Offers to Settle in family law matters are a key step in the litigation process and derive their authority from Rule 18 of the Family Law Rules. Rule 18(1) defines offer as “an offer to settle one or more claims in a case, motion, appeal or enforcement, and includes a counter-offer.”
An Offer to Settle may be made by any party and at any time during a family law proceeding as stated in Rule 18(2). Generally however, Offers to Settle are more often made after disclosure has been completed, before or after a settlement conference or before trial.
Incentives to Making an Offer to Settle
There are two overarching incentives to making an Offer to Settle. The first is a party’s drive to dispose of the matter before it goes to trial through early settlement. Often times, parties start negotiating with their heels dug in the ground, not willing to budge from their bargaining position. As time goes on and significant legal fees are spent, parties begin to realize that little progress has been made and belabouring the matter further will actually be detrimental to both of them. The time and legal fees incurred most often outweighs the net gains. A strong incentive to making an Offer to Settle is the desire to settle all the outstanding issues in the matter. It forces the offering party to narrow down the contested issues, evaluate their position and move towards a middle ground.
A second incentive to making an Offer to Settle is costs. If a party makes an Offer to Settle that is rejected, but was equal to or better than the final determination of the matter, then the court may make a costs award in their favour. In the best case, if the Offer to Settle is accepted it will dispose of the matter entirely. In this way, the court rewards parties who make reasonable offers and penalizes parties that reject them.
Finally, making an Offer to Settle can be seen a strategic move forcing the other party to consider settling the matter and thereby create an awareness of the potential costs award that could be made against them.
Preparation and Time Frame for Acceptance
An Offer to Settle is prepared by one party proposing a resolution to all outstanding issues in the matter. It is then served on the opposing party with a timeframe for acceptance. According to Rule 18(5), an Offer to Settle may be withdrawn any time before the offer is accepted. The withdrawing party is required to file a Notice of Withdrawal.

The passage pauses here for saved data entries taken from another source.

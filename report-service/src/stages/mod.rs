pub mod analyze;
pub mod upload;

pub use analyze::AnalyzeStage;
pub use upload::UploadStage;

use std::time::Duration;

/// Fixed artificial delays standing in for real stage work. Injected so the
/// test suite runs without wall-clock waits.
#[derive(Debug, Clone, Copy)]
pub struct StageTiming {
    pub upload: Duration,
    pub analysis: Duration,
}

impl Default for StageTiming {
    fn default() -> Self {
        Self {
            upload: Duration::from_millis(1500),
            analysis: Duration::from_millis(2000),
        }
    }
}

impl StageTiming {
    /// Zero delays, for tests.
    pub fn instant() -> Self {
        Self {
            upload: Duration::ZERO,
            analysis: Duration::ZERO,
        }
    }
}
use async_trait::async_trait;
use chrono::{DateTime, Utc};
use dashmap::DashMap;
use serde::{Deserialize, Serialize};
use std::sync::Arc;

use crate::{error::Result, state::WorkflowState, submission::ReportType};

/// Snapshot of one submission's progress, keyed by session id.
///
/// Sessions exist only for the lifetime of the process; nothing in this
/// crate persists reports.
#[derive(Debug, Clone, Serialize, Deserialize)]
pub struct Session {
    pub id: String,
    pub report_name: String,
    pub report_type: ReportType,
    pub state: WorkflowState,
    pub created_at: DateTime<Utc>,
}

impl Session {
    pub fn new(id: String, report_name: String, report_type: ReportType) -> Self {
        Self {
            id,
            report_name,
            report_type,
            state: WorkflowState::Idle,
            created_at: Utc::now(),
        }
    }
}

/// Storage seam for session snapshots.
#[async_trait]
pub trait SessionStorage: Send + Sync {
    async fn save(&self, session: Session) -> Result<()>;
    async fn get(&self, id: &str) -> Result<Option<Session>>;
    async fn delete(&self, id: &str) -> Result<()>;
}

/// In-memory implementation of SessionStorage.
#[derive(Default)]
pub struct InMemorySessionStorage {
    sessions: Arc<DashMap<String, Session>>,
}

impl InMemorySessionStorage {
    pub fn new() -> Self {
        Self::default()
    }
}

#[async_trait]
impl SessionStorage for InMemorySessionStorage {
    async fn save(&self, session: Session) -> Result<()> {
        self.sessions.insert(session.id.clone(), session);
        Ok(())
    }

    async fn get(&self, id: &str) -> Result<Option<Session>> {
        Ok(self.sessions.get(id).map(|entry| entry.clone()))
    }

    async fn delete(&self, id: &str) -> Result<()> {
        self.sessions.remove(id);
        Ok(())
    }
}

#[cfg(test)]
mod tests {
    use super::*;

    #[tokio::test]
    async fn save_and_load_roundtrip() {
        let storage = InMemorySessionStorage::new();
        let session = Session::new(
            "session1".to_string(),
            "Annual blood work".to_string(),
            ReportType::BloodTest,
        );
        storage.save(session.clone()).await.unwrap();

        let loaded = storage.get("session1").await.unwrap().unwrap();
        assert_eq!(loaded.state, WorkflowState::Idle);
        assert_eq!(loaded.report_name, "Annual blood work");

        storage.delete("session1").await.unwrap();
        assert!(storage.get("session1").await.unwrap().is_none());
    }
}
use serde::{Deserialize, Serialize};

use crate::error::{FlowError, Result};

/// How the user provided their report data. The two modes are mutually
/// exclusive: `Manual` reads `manual_text`, `Upload` reads `file`.
#[derive(Debug, Clone, Copy, PartialEq, Eq, Serialize, Deserialize)]
#[serde(rename_all = "snake_case")]
pub enum SubmissionMode {
    Manual,
    Upload,
}

/// Report category selected by the user. Drives which canned analysis
/// template is returned; the submitted content itself is never inspected.
#[derive(Debug, Clone, Copy, PartialEq, Eq, Serialize, Deserialize)]
#[serde(rename_all = "snake_case")]
pub enum ReportType {
    BloodTest,
    Cholesterol,
    Glucose,
    General,
    Other,
}

/// Metadata of a file picked for upload. The bytes themselves never reach
/// this crate: the upload stage is simulated, no parsing happens.
#[derive(Debug, Clone, Serialize, Deserialize)]
pub struct UploadedFile {
    pub name: String,
    pub size_bytes: u64,
}

/// A single user submission of a health report for analysis.
#[derive(Debug, Clone, Serialize, Deserialize)]
pub struct ReportSubmission {
    pub mode: SubmissionMode,
    pub report_name: String,
    pub report_type: ReportType,
    #[serde(default)]
    pub manual_text: String,
    #[serde(default)]
    pub file: Option<UploadedFile>,
}

impl ReportSubmission {
    /// Check the submission is ready to run, short-circuiting on the first
    /// missing field. Runs before any asynchronous stage starts, so a
    /// rejected submission never incurs the upload delay.
    pub fn validate(&self) -> Result<()> {
        if self.report_name.trim().is_empty() {
            return Err(FlowError::Validation("missing report name".to_string()));
        }
        match self.mode {
            SubmissionMode::Manual => {
                if self.manual_text.trim().is_empty() {
                    return Err(FlowError::Validation("missing manual text".to_string()));
                }
            }
            SubmissionMode::Upload => {
                if self.file.is_none() {
                    return Err(FlowError::Validation("missing file".to_string()));
                }
            }
        }
        Ok(())
    }
}

#[cfg(test)]
mod tests {
    use super::*;

    fn manual_submission() -> ReportSubmission {
        ReportSubmission {
            mode: SubmissionMode::Manual,
            report_name: "Annual blood work".to_string(),
            report_type: ReportType::BloodTest,
            manual_text: "LDL Cholesterol: 110 mg/dL".to_string(),
            file: None,
        }
    }

    #[test]
    fn valid_manual_submission_passes() {
        assert!(manual_submission().validate().is_ok());
    }

    #[test]
    fn missing_report_name_rejected_first() {
        // Name is checked before mode-specific fields, even when those are
        // also missing.
        let submission = ReportSubmission {
            report_name: "  ".to_string(),
            manual_text: String::new(),
            ..manual_submission()
        };
        match submission.validate() {
            Err(FlowError::Validation(message)) => assert_eq!(message, "missing report name"),
            other => panic!("expected validation error, got {:?}", other),
        }
    }

    #[test]
    fn manual_mode_requires_text() {
        let submission = ReportSubmission {
            manual_text: String::new(),
            ..manual_submission()
        };
        match submission.validate() {
            Err(FlowError::Validation(message)) => assert_eq!(message, "missing manual text"),
            other => panic!("expected validation error, got {:?}", other),
        }
    }

    #[test]
    fn upload_mode_requires_file() {
        let submission = ReportSubmission {
            mode: SubmissionMode::Upload,
            file: None,
            ..manual_submission()
        };
        match submission.validate() {
            Err(FlowError::Validation(message)) => assert_eq!(message, "missing file"),
            other => panic!("expected validation error, got {:?}", other),
        }
    }

    #[test]
    fn upload_mode_ignores_manual_text() {
        let submission = ReportSubmission {
            mode: SubmissionMode::Upload,
            manual_text: String::new(),
            file: Some(UploadedFile {
                name: "results.pdf".to_string(),
                size_bytes: 48_213,
            }),
            ..manual_submission()
        };
        assert!(submission.validate().is_ok());
    }
}
mod cli;
mod commands;

use anyhow::Result;
use clap::Parser;
use tracing_subscriber::EnvFilter;

use crate::cli::Cli;

fn main() -> Result<()> {
    tracing_subscriber::fmt()
        .with_env_filter(EnvFilter::try_from_default_env().unwrap_or_else(|_| EnvFilter::new("info")))
        .with_writer(std::io::stderr)
        .init();

    let cli = Cli::parse();
    commands::run(cli.command)
}
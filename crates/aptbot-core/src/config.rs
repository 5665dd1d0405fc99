use std::path::PathBuf;

pub const SOURCE_ENV: &str = "APTBOT_SOURCE";
pub const SNAPSHOT_ENV: &str = "APTBOT_SNAPSHOT";

/// Environment-supplied defaults for the build and serve paths. Callers
/// (the CLI) let explicit flags take precedence.
#[derive(Debug, Clone, Default)]
pub struct AppConfig {
    pub source_path: Option<PathBuf>,
    pub snapshot_path: Option<PathBuf>,
}

impl AppConfig {
    #[must_use]
    pub fn from_env() -> Self {
        Self {
            source_path: non_empty(std::env::var(SOURCE_ENV).ok()).map(PathBuf::from),
            snapshot_path: non_empty(std::env::var(SNAPSHOT_ENV).ok()).map(PathBuf::from),
        }
    }
}

fn non_empty(raw: Option<String>) -> Option<String> {
    raw.map(|value| value.trim().to_string())
        .filter(|value| !value.is_empty())
}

Rule 18(6), states that an Offer to Settle is time barred. An offer that is not accepted within the specified time is considered to be withdrawn. What this means is that once the time has passed for accepting the offer, the party receiving the offer cannot thereafter change their mind and accept the offer. In addition, an offer cannot be accepted once the court begins disposing of the matter by judgment. One important point to note, is that a party still has the right under Rule 18(10), to accept an offer that they previously rejected or counter-offered so long as the time for acceptance has not expired.
Offers to Settle are Without Prejudice
Another benefit to Offers to Settle is that they are considered to be “without prejudice”. What this means is that offers cannot be disclosed to the court in order to prejudice the offering party. As a result, offers to settle cannot be discussed or mentioned in any court pleadings or appearances. Offers to Settle are only disclosed after a final decision has been made disposing of the matter. This will usually be done to support a party’s submissions regarding the awarding of costs.